↓↓↓

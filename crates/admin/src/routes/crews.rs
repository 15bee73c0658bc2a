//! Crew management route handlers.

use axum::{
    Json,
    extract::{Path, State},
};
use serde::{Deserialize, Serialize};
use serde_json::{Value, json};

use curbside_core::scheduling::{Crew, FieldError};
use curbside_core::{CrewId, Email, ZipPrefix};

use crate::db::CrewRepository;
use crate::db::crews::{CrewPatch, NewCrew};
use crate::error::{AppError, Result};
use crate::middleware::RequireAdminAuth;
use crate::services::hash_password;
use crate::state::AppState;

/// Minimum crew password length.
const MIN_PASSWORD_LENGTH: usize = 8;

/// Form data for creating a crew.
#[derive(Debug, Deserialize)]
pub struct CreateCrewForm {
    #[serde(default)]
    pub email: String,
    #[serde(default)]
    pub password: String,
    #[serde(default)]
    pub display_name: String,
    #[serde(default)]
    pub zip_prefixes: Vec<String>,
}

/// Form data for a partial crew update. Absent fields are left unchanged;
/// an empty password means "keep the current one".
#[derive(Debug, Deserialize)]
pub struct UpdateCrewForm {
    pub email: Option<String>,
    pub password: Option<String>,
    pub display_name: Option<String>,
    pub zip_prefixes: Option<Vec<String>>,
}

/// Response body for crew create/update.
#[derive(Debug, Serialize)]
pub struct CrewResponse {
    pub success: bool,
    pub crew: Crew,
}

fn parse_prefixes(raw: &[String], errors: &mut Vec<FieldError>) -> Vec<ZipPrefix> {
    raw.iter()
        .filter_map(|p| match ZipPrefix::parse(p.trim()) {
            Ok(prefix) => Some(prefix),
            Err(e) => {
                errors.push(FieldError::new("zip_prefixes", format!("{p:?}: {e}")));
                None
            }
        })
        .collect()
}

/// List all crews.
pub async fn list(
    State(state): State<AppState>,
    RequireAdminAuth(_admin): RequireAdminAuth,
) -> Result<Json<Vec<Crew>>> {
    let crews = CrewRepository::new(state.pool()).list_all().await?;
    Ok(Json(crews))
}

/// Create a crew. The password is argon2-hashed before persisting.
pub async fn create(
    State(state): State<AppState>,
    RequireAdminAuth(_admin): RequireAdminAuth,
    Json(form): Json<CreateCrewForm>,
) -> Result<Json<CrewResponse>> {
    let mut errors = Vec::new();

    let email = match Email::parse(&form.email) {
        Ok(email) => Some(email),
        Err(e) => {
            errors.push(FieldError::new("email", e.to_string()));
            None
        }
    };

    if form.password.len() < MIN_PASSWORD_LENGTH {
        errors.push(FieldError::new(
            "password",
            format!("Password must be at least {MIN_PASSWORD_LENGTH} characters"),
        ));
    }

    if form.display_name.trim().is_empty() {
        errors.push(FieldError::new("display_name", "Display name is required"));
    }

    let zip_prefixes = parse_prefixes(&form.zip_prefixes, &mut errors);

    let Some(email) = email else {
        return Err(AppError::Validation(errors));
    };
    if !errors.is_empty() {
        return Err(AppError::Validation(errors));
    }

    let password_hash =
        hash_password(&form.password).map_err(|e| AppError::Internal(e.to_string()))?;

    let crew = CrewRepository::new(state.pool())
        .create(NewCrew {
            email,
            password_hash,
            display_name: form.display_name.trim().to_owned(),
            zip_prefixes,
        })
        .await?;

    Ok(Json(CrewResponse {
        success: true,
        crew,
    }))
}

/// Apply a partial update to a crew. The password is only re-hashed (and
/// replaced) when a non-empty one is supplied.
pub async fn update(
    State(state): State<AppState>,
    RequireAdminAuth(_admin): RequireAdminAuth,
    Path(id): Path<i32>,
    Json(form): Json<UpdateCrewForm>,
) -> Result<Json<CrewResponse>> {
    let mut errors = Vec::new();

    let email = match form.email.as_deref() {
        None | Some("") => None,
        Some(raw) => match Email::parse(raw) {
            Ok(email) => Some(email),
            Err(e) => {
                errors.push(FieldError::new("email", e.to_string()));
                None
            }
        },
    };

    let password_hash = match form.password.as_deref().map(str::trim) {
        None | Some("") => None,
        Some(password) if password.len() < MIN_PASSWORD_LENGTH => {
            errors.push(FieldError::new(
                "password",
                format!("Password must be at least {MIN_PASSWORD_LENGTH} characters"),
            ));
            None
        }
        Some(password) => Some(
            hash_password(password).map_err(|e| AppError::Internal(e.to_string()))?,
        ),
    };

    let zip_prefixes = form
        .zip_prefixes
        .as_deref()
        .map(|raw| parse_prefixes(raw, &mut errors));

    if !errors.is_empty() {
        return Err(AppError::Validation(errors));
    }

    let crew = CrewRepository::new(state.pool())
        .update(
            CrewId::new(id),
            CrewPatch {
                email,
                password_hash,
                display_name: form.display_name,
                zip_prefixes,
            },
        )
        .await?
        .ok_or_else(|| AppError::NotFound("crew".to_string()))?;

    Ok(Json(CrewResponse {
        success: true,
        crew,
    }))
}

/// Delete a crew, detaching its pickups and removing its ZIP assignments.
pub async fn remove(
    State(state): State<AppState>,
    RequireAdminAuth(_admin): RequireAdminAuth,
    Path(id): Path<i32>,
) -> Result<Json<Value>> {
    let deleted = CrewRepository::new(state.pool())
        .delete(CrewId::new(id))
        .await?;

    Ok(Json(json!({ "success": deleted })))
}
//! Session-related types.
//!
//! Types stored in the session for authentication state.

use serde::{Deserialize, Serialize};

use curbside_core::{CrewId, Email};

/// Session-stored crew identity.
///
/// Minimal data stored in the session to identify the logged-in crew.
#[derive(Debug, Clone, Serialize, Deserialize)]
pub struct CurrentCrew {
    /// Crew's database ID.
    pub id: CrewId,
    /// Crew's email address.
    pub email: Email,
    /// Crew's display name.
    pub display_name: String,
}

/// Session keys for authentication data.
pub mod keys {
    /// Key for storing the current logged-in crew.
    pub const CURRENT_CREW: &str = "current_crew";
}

↑↑↑
↓↓↓

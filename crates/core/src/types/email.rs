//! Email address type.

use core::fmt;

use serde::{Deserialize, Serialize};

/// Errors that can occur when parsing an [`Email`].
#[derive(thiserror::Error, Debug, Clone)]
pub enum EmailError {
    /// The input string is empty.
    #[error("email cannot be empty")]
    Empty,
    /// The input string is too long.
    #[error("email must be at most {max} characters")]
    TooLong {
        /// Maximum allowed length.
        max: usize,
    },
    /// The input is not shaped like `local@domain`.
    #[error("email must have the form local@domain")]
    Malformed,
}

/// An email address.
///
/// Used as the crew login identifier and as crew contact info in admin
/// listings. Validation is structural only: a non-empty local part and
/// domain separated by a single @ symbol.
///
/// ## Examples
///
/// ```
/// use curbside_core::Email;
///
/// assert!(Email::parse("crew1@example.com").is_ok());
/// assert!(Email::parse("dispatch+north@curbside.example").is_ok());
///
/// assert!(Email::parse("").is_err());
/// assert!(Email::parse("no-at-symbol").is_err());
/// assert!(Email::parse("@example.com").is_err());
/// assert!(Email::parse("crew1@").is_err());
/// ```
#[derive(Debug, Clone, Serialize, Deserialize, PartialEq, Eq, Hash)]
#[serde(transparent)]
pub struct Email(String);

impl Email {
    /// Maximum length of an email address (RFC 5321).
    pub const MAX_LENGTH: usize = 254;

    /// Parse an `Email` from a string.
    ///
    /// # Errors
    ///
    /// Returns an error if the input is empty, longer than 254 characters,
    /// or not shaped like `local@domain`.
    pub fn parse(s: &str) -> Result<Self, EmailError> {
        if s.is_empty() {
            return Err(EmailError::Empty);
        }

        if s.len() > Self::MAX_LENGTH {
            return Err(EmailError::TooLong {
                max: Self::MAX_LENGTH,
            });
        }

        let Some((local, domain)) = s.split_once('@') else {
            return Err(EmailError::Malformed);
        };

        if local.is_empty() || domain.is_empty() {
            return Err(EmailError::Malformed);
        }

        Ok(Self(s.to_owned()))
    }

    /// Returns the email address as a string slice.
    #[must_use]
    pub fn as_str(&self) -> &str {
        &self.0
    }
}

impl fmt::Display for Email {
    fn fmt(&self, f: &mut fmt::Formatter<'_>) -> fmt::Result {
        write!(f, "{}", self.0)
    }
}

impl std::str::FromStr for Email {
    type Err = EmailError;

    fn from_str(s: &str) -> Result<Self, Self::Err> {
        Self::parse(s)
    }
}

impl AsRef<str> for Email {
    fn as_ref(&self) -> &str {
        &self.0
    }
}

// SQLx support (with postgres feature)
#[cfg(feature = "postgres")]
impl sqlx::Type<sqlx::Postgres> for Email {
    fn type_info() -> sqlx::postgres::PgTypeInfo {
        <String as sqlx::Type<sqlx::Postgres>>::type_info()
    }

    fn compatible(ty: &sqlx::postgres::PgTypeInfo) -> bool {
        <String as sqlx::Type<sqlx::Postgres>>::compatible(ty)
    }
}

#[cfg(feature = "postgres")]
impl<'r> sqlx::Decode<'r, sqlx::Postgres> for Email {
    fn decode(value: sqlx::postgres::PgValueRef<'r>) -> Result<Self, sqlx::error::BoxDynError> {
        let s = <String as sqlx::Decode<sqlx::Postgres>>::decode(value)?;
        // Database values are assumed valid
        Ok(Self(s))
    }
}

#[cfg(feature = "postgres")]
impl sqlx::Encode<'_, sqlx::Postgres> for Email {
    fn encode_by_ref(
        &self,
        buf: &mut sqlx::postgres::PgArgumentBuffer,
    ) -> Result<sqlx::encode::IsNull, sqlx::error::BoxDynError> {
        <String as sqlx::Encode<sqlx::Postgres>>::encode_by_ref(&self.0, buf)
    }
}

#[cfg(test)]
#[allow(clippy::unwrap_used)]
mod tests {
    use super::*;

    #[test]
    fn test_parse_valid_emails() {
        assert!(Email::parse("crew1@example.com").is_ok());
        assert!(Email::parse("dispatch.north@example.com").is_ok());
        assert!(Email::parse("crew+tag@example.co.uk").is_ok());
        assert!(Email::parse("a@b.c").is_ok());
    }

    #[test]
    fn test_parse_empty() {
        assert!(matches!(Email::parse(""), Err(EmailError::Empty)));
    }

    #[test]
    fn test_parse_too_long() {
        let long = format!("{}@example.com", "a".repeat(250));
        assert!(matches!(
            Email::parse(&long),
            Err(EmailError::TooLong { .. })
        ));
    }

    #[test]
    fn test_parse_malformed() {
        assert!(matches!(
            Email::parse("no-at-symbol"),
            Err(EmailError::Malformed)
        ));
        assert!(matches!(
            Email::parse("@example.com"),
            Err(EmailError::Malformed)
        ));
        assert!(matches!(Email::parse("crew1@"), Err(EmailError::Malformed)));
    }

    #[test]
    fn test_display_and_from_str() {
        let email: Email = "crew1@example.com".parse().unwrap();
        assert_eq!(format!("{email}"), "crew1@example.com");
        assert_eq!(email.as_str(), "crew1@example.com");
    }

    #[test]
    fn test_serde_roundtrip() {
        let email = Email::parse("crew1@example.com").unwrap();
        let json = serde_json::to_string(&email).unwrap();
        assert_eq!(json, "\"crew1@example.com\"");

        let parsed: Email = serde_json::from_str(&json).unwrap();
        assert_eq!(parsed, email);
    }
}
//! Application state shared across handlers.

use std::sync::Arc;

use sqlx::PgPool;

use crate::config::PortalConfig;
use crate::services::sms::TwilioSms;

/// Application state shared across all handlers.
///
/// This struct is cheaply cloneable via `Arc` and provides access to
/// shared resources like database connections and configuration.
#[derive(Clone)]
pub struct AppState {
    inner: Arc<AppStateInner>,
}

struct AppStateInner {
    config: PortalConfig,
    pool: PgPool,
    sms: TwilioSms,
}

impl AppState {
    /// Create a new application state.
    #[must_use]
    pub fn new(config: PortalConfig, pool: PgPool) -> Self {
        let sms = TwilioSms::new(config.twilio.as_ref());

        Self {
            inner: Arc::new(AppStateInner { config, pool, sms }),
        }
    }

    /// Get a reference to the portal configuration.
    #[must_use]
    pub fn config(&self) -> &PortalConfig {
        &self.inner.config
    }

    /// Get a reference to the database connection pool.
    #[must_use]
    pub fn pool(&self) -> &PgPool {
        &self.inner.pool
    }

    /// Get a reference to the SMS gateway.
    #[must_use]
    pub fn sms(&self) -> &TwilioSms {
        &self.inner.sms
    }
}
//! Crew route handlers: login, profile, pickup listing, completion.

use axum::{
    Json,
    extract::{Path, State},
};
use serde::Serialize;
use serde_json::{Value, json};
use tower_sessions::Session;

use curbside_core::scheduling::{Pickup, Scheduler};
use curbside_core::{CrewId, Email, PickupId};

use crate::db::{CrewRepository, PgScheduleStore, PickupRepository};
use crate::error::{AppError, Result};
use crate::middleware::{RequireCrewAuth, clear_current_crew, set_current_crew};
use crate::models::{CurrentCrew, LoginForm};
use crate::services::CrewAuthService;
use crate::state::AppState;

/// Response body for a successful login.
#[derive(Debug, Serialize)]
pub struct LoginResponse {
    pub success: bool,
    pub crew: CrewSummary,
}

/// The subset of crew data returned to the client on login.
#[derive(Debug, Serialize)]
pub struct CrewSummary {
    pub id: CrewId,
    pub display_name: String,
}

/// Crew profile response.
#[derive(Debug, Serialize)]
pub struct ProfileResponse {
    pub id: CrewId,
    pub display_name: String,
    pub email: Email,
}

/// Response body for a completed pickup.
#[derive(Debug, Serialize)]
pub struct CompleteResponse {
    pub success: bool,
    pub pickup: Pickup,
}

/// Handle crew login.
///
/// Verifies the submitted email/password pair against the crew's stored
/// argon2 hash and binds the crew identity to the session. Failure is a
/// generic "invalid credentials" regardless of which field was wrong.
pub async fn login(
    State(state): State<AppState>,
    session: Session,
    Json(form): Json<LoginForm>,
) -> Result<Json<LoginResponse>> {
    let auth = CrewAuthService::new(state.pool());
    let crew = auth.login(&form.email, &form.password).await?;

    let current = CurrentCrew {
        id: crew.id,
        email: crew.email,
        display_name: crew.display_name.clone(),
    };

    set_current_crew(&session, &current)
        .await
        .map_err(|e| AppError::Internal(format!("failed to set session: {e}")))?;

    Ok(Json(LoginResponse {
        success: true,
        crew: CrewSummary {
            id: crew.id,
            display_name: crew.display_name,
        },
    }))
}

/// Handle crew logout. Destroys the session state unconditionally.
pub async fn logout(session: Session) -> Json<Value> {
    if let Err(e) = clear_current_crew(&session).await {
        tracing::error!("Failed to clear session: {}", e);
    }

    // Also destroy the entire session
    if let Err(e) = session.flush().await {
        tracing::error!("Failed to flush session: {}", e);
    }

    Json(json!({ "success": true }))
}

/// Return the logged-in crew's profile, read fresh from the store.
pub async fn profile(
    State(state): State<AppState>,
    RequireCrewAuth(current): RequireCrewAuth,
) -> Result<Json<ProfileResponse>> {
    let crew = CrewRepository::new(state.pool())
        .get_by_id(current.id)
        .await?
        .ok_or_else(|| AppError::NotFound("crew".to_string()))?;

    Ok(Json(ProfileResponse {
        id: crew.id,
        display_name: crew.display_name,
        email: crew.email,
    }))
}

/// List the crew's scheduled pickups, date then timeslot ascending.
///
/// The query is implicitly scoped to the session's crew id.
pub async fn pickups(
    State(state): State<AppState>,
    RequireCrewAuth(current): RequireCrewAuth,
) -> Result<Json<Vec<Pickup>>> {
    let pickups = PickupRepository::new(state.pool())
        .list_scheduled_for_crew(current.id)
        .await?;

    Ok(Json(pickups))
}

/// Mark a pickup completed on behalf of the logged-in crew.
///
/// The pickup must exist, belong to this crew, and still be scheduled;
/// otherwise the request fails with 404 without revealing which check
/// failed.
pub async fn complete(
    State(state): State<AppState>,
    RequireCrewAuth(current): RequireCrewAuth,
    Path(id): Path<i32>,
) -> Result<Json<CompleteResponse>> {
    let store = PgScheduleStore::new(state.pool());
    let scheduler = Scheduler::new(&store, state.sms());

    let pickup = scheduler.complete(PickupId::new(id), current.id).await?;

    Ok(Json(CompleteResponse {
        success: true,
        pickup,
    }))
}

↑↑↑

_TASK DETAILS_
Within the data above, how many lines include the string "scheduling"? Only the number is required.

_EXERCISE OUTPUT_
2